Tienen una visión crítica…
Me parece que como continente estamos viviendo un auge muy impresionante, pero por lo mismo, hay que tomar la distancia que permite la mirada teórica. En este momento estamos ante una verdadera saturación de las narrativas ilustradas y de la visualidad y del libro álbum en la LIJ. Si bien se trata de un género que expandió los estudios y trajo una mirada renovada frente a la imagen, está desplazando a muchos otros géneros y formatos hacia un espacio marginal como, por ejemplo, el teatro para niños o la poesía que no es ilustrada. Es que como si la única forma de comunicar la ficción infantil fuera a través del libro álbum. Lo observas en la oferta de talleres, por ejemplo, que en su mayoría están dedicados a ese formato específico, pero la LIJ, históricamente, es mucho más.
¿Qué actividades propone La Lucila?
Realizamos investigación académica de manera conjunta e individual y vamos enviando artículos a revistas especializadas y ponencias a congresos. También adaptamos contenidos a formatos más democráticos como son las redes sociales. Hace poco, por ejemplo, hicimos una publicación sobre Sarah Moon, una fotógrafa francesa que tiene una versión de Caperucita muy interesante y polémica en su momento. Entonces nuestra idea es compartir trabajos que nos parecen interesantes y la teoría que vamos leyendo. Ir derribando la barrera lingüística, porque mucha de la teoría que se está produciendo no se traduce al español y eso hace que sigamos leyendo y citando a los mismos autores de siempre.

También crean espacios de debate, ¿nos hablas de eso?
Tenemos un club de lectura —Diálogos improbables— y nos reunimos el primer sábado de cada mes. Proponemos un diálogo entre un texto teórico y otro artístico que puede ser un programa, una novela, un álbum, una película. Nuestra idea es tejer lazos. También intentamos que haya un autor latino y otro extranjero. Hemos analizado El chavo del ocho, Mafalda, distintas versiones de Caperucita roja. Sumado a eso estamos realizando charlas y conferencias con investigadores invitados. Todos son eventos gratuitos y nuestra intención es que esto siga siendo así.

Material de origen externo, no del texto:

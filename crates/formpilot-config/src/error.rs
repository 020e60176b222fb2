//! Configuration errors.

use thiserror::Error;

#[derive(Debug, Error)]
pub enum ConfigError {
    #[error("Config file not found: {0}")]
    NotFound(String),

    #[error("Invalid config format: {0}")]
    InvalidFormat(String),

    #[error("Invalid value for {field}: {message}")]
    InvalidValue { field: String, message: String },

    #[error("Environment variable not set: {0}")]
    EnvVarNotSet(String),

    #[error("IO error: {0}")]
    Io(#[from] std::io::Error),

    #[error("TOML parse error: {0}")]
    TomlParse(#[from] toml::de::Error),

    #[error("TOML serialize error: {0}")]
    TomlSerialize(#[from] toml::ser::Error),
}
//! ONNX Runtime model and HuggingFace tokenizer.
//!
//! The model must be a decoder-only export without past key values: it
//! takes `input_ids` (plus optional `attention_mask` and `position_ids`)
//! and returns logits shaped `[batch, sequence, vocab]` as its first output.

use std::collections::HashMap;
use std::path::Path;

use ndarray::{Array, Axis};
use ort::session::builder::GraphOptimizationLevel;
use ort::session::{Session, SessionInputs};
use ort::value::{DynTensor, Tensor};
use tokenizers::Tokenizer;
use tracing::debug;

use formpilot_protocols::BackendError;

use crate::model::{CausalLm, TextCodec};

const INPUT_IDS: &str = "input_ids";
const ATTENTION_MASK: &str = "attention_mask";
const POSITION_IDS: &str = "position_ids";

pub struct OnnxCausalLm {
    session: Session,
    eos: u32,
}

impl OnnxCausalLm {
    pub fn from_file(path: &Path, eos: u32) -> Result<Self, BackendError> {
        let session = Session::builder()
            .map_err(|e| BackendError::ModelLoad(e.to_string()))?
            .with_optimization_level(GraphOptimizationLevel::Level3)
            .map_err(|e| BackendError::ModelLoad(format!("Failed to set optimization level: {}", e)))?
            .commit_from_file(path)
            .map_err(|e| {
                BackendError::ModelLoad(format!("Failed to load {}: {}", path.display(), e))
            })?;

        for input in &session.inputs {
            if ![INPUT_IDS, ATTENTION_MASK, POSITION_IDS].contains(&input.name.as_str()) {
                return Err(BackendError::ModelLoad(format!(
                    "unsupported model input '{}': export the model without past key values",
                    input.name
                )));
            }
        }
        if !session.inputs.iter().any(|i| i.name == INPUT_IDS) {
            return Err(BackendError::ModelLoad(format!(
                "model has no '{}' input",
                INPUT_IDS
            )));
        }

        Ok(Self { session, eos })
    }
}

fn tensor(values: Vec<i64>) -> Result<DynTensor, BackendError> {
    let len = values.len();
    let array = Array::from_shape_vec((1, len), values)
        .map_err(|e| BackendError::Inference(format!("shape error: {}", e)))?;
    Ok(Tensor::from_array(array.into_dyn())
        .map_err(|e| BackendError::Inference(e.to_string()))?
        .upcast())
}

impl CausalLm for OnnxCausalLm {
    fn next_token_logits(&mut self, tokens: &[u32]) -> Result<Vec<f32>, BackendError> {
        let len = tokens.len();
        if len == 0 {
            return Err(BackendError::Inference("empty token sequence".to_string()));
        }

        let mut available: HashMap<&str, Vec<i64>> = HashMap::new();
        available.insert(INPUT_IDS, tokens.iter().map(|t| i64::from(*t)).collect());
        available.insert(ATTENTION_MASK, vec![1; len]);
        available.insert(POSITION_IDS, (0..len as i64).collect());

        let mut feed: HashMap<String, DynTensor> = HashMap::new();
        for input in &self.session.inputs {
            if let Some(values) = available.remove(input.name.as_str()) {
                feed.insert(input.name.clone(), tensor(values)?);
            }
        }

        let outputs = self
            .session
            .run(SessionInputs::from(feed))
            .map_err(|e| BackendError::Inference(format!("forward pass failed: {}", e)))?;
        if outputs.len() == 0 {
            return Err(BackendError::Inference("model returned no outputs".to_string()));
        }

        let logits = outputs[0]
            .try_extract_array::<f32>()
            .map_err(|e| BackendError::Inference(format!("bad logits: {}", e)))?;
        if logits.ndim() != 3 || logits.shape()[1] != len {
            return Err(BackendError::Inference(format!(
                "expected logits [1, {}, vocab], got {:?}",
                len,
                logits.shape()
            )));
        }

        let last = logits.index_axis(Axis(0), 0);
        let last = last.index_axis(Axis(0), len - 1);
        Ok(last.iter().copied().collect())
    }

    fn eos_token_id(&self) -> u32 {
        self.eos
    }
}

/// `tokenizer.json` based codec.
pub struct TokenizerCodec {
    tokenizer: Tokenizer,
}

impl TokenizerCodec {
    pub fn from_file(path: &Path) -> Result<Self, BackendError> {
        let tokenizer = Tokenizer::from_file(path).map_err(|e| {
            BackendError::Tokenizer(format!("Failed to load {}: {}", path.display(), e))
        })?;
        debug!("Loaded tokenizer with {} tokens", tokenizer.get_vocab_size(true));
        Ok(Self { tokenizer })
    }

    /// Id of a special token such as `</s>`.
    pub fn token_id(&self, token: &str) -> Result<u32, BackendError> {
        self.tokenizer
            .token_to_id(token)
            .ok_or_else(|| BackendError::Tokenizer(format!("unknown token {:?}", token)))
    }
}

impl TextCodec for TokenizerCodec {
    fn encode(&self, text: &str) -> Result<Vec<u32>, BackendError> {
        let encoding = self
            .tokenizer
            .encode(text, true)
            .map_err(|e| BackendError::Tokenizer(e.to_string()))?;
        Ok(encoding.get_ids().to_vec())
    }

    fn decode(&self, ids: &[u32]) -> Result<String, BackendError> {
        self.tokenizer
            .decode(ids, true)
            .map_err(|e| BackendError::Tokenizer(e.to_string()))
    }
}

Por último, ¿qué desafíos creer que enfrenta la LIJ latinoamericana?
La literatura es el sistema completo, no son solo los libros, sino también lo que los rodea y en ese sentido nos quedan tareas por hacer. Una de ellas es superar lo que Teresa Colomer llama la madrastra pedagógica. Y es que el estudio de la literatura infantil todavía está muy vinculado a la enseñanza, la educación y la animación lectora. Necesitamos que eso exista, pero sumado a investigaciones que nos permitan alumbrar, desde la teoría, cómo estamos haciendo la selección de libros. Poder hablar de literatura de manera crítica y fundamentada. En eso estamos trabajando y el objetivo de La Lucila es compartir con otras personas esta mirada.